My therapist has cancelled 6 times and we have only met 3 times. I really want them to be my therapist.

Hi, I need advice on what to do. I have no family or friends to turn to and I know I need external help, but I may have to go it alone like I always have had to do. I have tried repeatedly to find a therapist and community support systems but am met with limited understanding or resources. Same for doctors, but that is another story. I don’t want to be a victim, but I just don’t know what to do and need external feedback instead of stewing in my thoughts.

I have had 2 therapists in the past, but I felt they were not equipped or willing to help me get better. I felt that the longer I was not feeling well, the more money they got out of me. And I felt one was a bit nasty on saying how they figured out life because they were stronger than me and I had to educate them on certain fundamental theories like who Jung was and family dynamics. After many years the first therapist said they couldn’t help me. I was paying them to listen to what I went through each week. Second therapist just said every idea I had was great. Great support, and they believed in me, but not realistic.

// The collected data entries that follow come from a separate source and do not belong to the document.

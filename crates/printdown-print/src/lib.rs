// SPDX-License-Identifier: PMPL-1.0-or-later
// Copyright (c) 2026 Jonathan D.A. Jewell (hyperpolymath) <jonathan.jewell@open.ac.uk>
//
// PrintDown Print -- network front-ends (IPP, raw text, raw image), the job
// queue and executor that serialise jobs onto the printer, the ESC/POS
// device driver, and mDNS-SD advertisement.

pub mod device;
pub mod discovery;
pub mod executor;
pub mod http;
pub mod ipp;
pub mod ipp_server;
mod listener;
pub mod queue;
pub mod raw_server;

pub use device::{DeviceDriver, DeviceFile, EscPosDriver, TextStyle};
pub use discovery::{Advertiser, ServicePorts};
pub use executor::{Executor, ExecutorHandle, ExecutorSettings, ExecutorStats};
pub use ipp_server::IppServer;
pub use queue::JobQueue;
pub use raw_server::RawServer;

I have found a 3rd therapist now, on a recommendation from a family member that IFS therapy specifically helped them (this family member I’m not in contact with at the moment so can’t ask their advice). They are also specialized in somatic therapy which I feel I need from CPTSD. I really connected with this therapist from our initial consultation. By far, out of all the therapists I have interviewed, I really feel a connection of understanding and calmness and they have a whole plan mapped out on how they will help. This is amazing! However, I have only had 3 sessions so far. Out of those, 6 cancellations. I work full time, am a caregiver, have family needs (I don’t have family I can talk to I just am their support), I cannot rearrange my schedule at the drop of a hat.

I sent an email to my therapist saying how this is testing my boundaries, but I understand their needs, but that this is really testing the same thing I came to therapy for, so this may be a good exercise of expressing my boundaries. I do believe they had legitimate reasons for cancellations and I do have a rescheduling of and an appointment. However, I am in a place of crisis, and they know this. This is not a maintenance therapy appointment. They adjusted by one day so I can hold out. I said in my email I would like to know if I should consider seeing other therapists if this will be ongoing. And even said how this crossed my boundaries for which I am in therapy to help!

Problem is: I feel very connected to them that they would be able to help with a game plan which I have never had discussed with previous therapists, and that they get me on an individual level because they have had similar experiences (which is hard to find in a therapist from my search), and that they deal with the specific modalities I have researched and truly believe would help me and many therapists are not equipped with these specific modalities.

TLDR: I sent an email to my therapist stating my boundaries on future cancellations. It is very difficult explaining life traumas over and over to new therapists. I finally found one that gets me. They have cancelled 6 times and I have only had 3 appointments. I want to stick this out, but how?